» PROMPT
The data below needs to be returned exactly, line for line.

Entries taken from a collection
───
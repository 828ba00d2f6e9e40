// Copyright 2025 eraflo
//
// Licensed under the Apache License, Version 2.0 (the "License");
// you may not use this file except in compliance with the License.
// You may obtain a copy of the License at
//
//     http://www.apache.org/licenses/LICENSE-2.0
//
// Unless required by applicable law or agreed to in writing, software
// distributed under the License is distributed on an "AS IS" BASIS,
// WITHOUT WARRANTIES OR CONDITIONS OF ANY KIND, either express or implied.
// See the License for the specific language governing permissions and
// limitations under the License.

//! The public-facing SDK for the Lumen resource-lifecycle layer.
//!
//! [`Engine`] is the explicit root object: it owns the frame listeners,
//! hands out resource caches wired to them, and drives the per-frame phase
//! loop. Nothing here is a process-wide singleton.

#![warn(missing_docs)]

pub mod config;
pub mod engine;
pub mod logging;

pub use config::{ConfigError, EngineConfig};
pub use engine::Engine;

/// Everything an application usually needs.
pub mod prelude {
    pub use crate::{Engine, EngineConfig};
    pub use lumen_core::{
        Cache, CacheElement, CacheView, Cleanup, EngineContext, FrameEvent, FrameListener,
        Initialise, Phase,
    };
}
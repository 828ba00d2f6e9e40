// Copyright 2025 eraflo
//
// Licensed under the Apache License, Version 2.0 (the "License");
// you may not use this file except in compliance with the License.
// You may obtain a copy of the License at
//
//     http://www.apache.org/licenses/LICENSE-2.0
//
// Unless required by applicable law or agreed to in writing, software
// distributed under the License is distributed on an "AS IS" BASIS,
// WITHOUT WARRANTIES OR CONDITIONS OF ANY KIND, either express or implied.
// See the License for the specific language governing permissions and
// limitations under the License.

//! Errors produced while applying a frame event.

use super::EventKind;
use std::fmt;

/// The reason a [`FrameEvent`](super::FrameEvent) failed to apply.
///
/// These errors never escape [`FrameListener::fire_events`](super::FrameListener::fire_events);
/// they are logged there and folded into its boolean result.
#[derive(Debug)]
pub enum EventError {
    /// The event ran and reported that it did not complete.
    Declined {
        /// Kind of the failing event.
        kind: EventKind,
    },
    /// The event returned an error.
    Failed {
        /// Kind of the failing event.
        kind: EventKind,
        /// The underlying error.
        source: anyhow::Error,
    },
    /// The event panicked while being applied.
    Panicked {
        /// Kind of the failing event.
        kind: EventKind,
        /// The panic payload, when it was a string.
        message: String,
    },
}

impl EventError {
    /// Kind of the event that failed.
    pub fn kind(&self) -> EventKind {
        match self {
            EventError::Declined { kind }
            | EventError::Failed { kind, .. }
            | EventError::Panicked { kind, .. } => *kind,
        }
    }
}

impl fmt::Display for EventError {
    fn fmt(&self, f: &mut fmt::Formatter<'_>) -> fmt::Result {
        match self {
            EventError::Declined { kind } => write!(f, "{kind} event reported failure"),
            EventError::Failed { kind, source } => write!(f, "{kind} event failed: {source:#}"),
            EventError::Panicked { kind, message } => {
                write!(f, "{kind} event panicked: {message}")
            }
        }
    }
}

impl std::error::Error for EventError {
    fn source(&self) -> Option<&(dyn std::error::Error + 'static)> {
        match self {
            EventError::Failed { source, .. } => Some(&**source),
            _ => None,
        }
    }
}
───
» OUTPUT FOR THIS TASK
repository 828ba00d2f6e9e40
// Copyright 2025 eraflo
//
// Licensed under the Apache License, Version 2.0 (the "License");
// you may not use this file except in compliance with the License.
// You may obtain a copy of the License at
//
//     http://www.apache.org/licenses/LICENSE-2.0
//
// Unless required by applicable law or agreed to in writing, software
// distributed under the License is distributed on an "AS IS" BASIS,
// WITHOUT WARRANTIES OR CONDITIONS OF ANY KIND, either express or implied.
// See the License for the specific language governing permissions and
// limitations under the License.

//! The public-facing SDK for the Lumen resource-lifecycle layer.
//!
//! [`Engine`] is the explicit root object: it owns the frame listeners,
//! hands out resource caches wired to them, and drives the per-frame phase
//! loop. Nothing here is a process-wide singleton.

#![warn(missing_docs)]

pub mod config;
pub mod engine;
pub mod logging;

pub use config::{ConfigError, EngineConfig};
pub use engine::Engine;

/// Everything an application usually needs.
pub mod prelude {
    pub use crate::{Engine, EngineConfig};
    pub use lumen_core::{
        Cache, CacheElement, CacheView, Cleanup, EngineContext, FrameEvent, FrameListener,
        Initialise, Phase,
    };
}
repository 828ba00d2f6e9e40
// Copyright 2025 eraflo
//
// Licensed under the Apache License, Version 2.0 (the "License");
// you may not use this file except in compliance with the License.
// You may obtain a copy of the License at
//
//     http://www.apache.org/licenses/LICENSE-2.0
//
// Unless required by applicable law or agreed to in writing, software
// distributed under the License is distributed on an "AS IS" BASIS,
// WITHOUT WARRANTIES OR CONDITIONS OF ANY KIND, either express or implied.
// See the License for the specific language governing permissions and
// limitations under the License.

//! Errors produced while applying a frame event.

use super::EventKind;
use std::fmt;

/// The reason a [`FrameEvent`](super::FrameEvent) failed to apply.
///
/// These errors never escape [`FrameListener::fire_events`](super::FrameListener::fire_events);
/// they are logged there and folded into its boolean result.
#[derive(Debug)]
pub enum EventError {
    /// The event ran and reported that it did not complete.
    Declined {
        /// Kind of the failing event.
        kind: EventKind,
    },
    /// The event returned an error.
    Failed {
        /// Kind of the failing event.
        kind: EventKind,
        /// The underlying error.
        source: anyhow::Error,
    },
    /// The event panicked while being applied.
    Panicked {
        /// Kind of the failing event.
        kind: EventKind,
        /// The panic payload, when it was a string.
        message: String,
    },
}

impl EventError {
    /// Kind of the event that failed.
    pub fn kind(&self) -> EventKind {
        match self {
            EventError::Declined { kind }
            | EventError::Failed { kind, .. }
            | EventError::Panicked { kind, .. } => *kind,
        }
    }
}

impl fmt::Display for EventError {
    fn fmt(&self, f: &mut fmt::Formatter<'_>) -> fmt::Result {
        match self {
            EventError::Declined { kind } => write!(f, "{kind} event reported failure"),
            EventError::Failed { kind, source } => write!(f, "{kind} event failed: {source:#}"),
            EventError::Panicked { kind, message } => {
                write!(f, "{kind} event panicked: {message}")
            }
        }
    }
}

impl std::error::Error for EventError {
    fn source(&self) -> Option<&(dyn std::error::Error + 'static)> {
        match self {
            EventError::Failed { source, .. } => Some(&**source),
            _ => None,
        }
    }
}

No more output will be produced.